** Data to examine follows **

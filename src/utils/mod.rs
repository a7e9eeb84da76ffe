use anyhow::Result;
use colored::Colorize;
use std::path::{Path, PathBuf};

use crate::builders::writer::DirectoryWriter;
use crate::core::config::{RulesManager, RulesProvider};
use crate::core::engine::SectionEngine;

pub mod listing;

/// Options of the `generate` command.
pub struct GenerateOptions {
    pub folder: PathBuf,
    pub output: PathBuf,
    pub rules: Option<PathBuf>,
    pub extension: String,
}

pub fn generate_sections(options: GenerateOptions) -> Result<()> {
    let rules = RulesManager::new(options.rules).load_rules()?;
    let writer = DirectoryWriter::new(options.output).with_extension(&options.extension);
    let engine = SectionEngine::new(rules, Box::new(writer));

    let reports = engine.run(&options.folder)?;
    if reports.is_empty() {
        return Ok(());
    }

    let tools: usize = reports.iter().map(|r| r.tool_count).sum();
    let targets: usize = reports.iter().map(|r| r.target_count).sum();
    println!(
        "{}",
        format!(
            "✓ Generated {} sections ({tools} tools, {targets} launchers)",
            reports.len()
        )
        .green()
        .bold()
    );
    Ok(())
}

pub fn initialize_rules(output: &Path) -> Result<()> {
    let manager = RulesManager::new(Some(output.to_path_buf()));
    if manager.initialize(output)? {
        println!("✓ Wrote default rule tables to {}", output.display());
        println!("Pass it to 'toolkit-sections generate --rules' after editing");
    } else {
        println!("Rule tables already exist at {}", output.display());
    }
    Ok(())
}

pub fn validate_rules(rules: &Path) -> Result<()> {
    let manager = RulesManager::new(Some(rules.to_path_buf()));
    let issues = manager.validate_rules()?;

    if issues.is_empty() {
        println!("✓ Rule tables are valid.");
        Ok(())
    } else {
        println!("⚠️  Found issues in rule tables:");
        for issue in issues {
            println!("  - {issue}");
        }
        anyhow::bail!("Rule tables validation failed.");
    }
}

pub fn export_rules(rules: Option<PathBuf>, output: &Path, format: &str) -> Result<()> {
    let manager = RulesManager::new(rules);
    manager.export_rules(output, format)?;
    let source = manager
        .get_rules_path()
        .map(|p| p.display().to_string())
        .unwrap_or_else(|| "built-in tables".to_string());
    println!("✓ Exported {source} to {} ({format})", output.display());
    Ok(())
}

** End of Data to examine **

§ What you have to do: Only the lines from the one with "Rule tables are" through the final line above belong in the answer, each retyped exactly.

§ Output:
        println!("✓ Rule tables are valid.");
        Ok(())
    } else {
        println!("⚠️  Found issues in rule tables:");
        for issue in issues {
            println!("  - {issue}");
        }
        anyhow::bail!("Rule tables validation failed.");
    }
}

pub fn export_rules(rules: Option<PathBuf>, output: &Path, format: &str) -> Result<()> {
    let manager = RulesManager::new(rules);
    manager.export_rules(output, format)?;
    let source = manager
        .get_rules_path()
        .map(|p| p.display().to_string())
        .unwrap_or_else(|| "built-in tables".to_string());
    println!("✓ Exported {source} to {} ({format})", output.display());
    Ok(())
}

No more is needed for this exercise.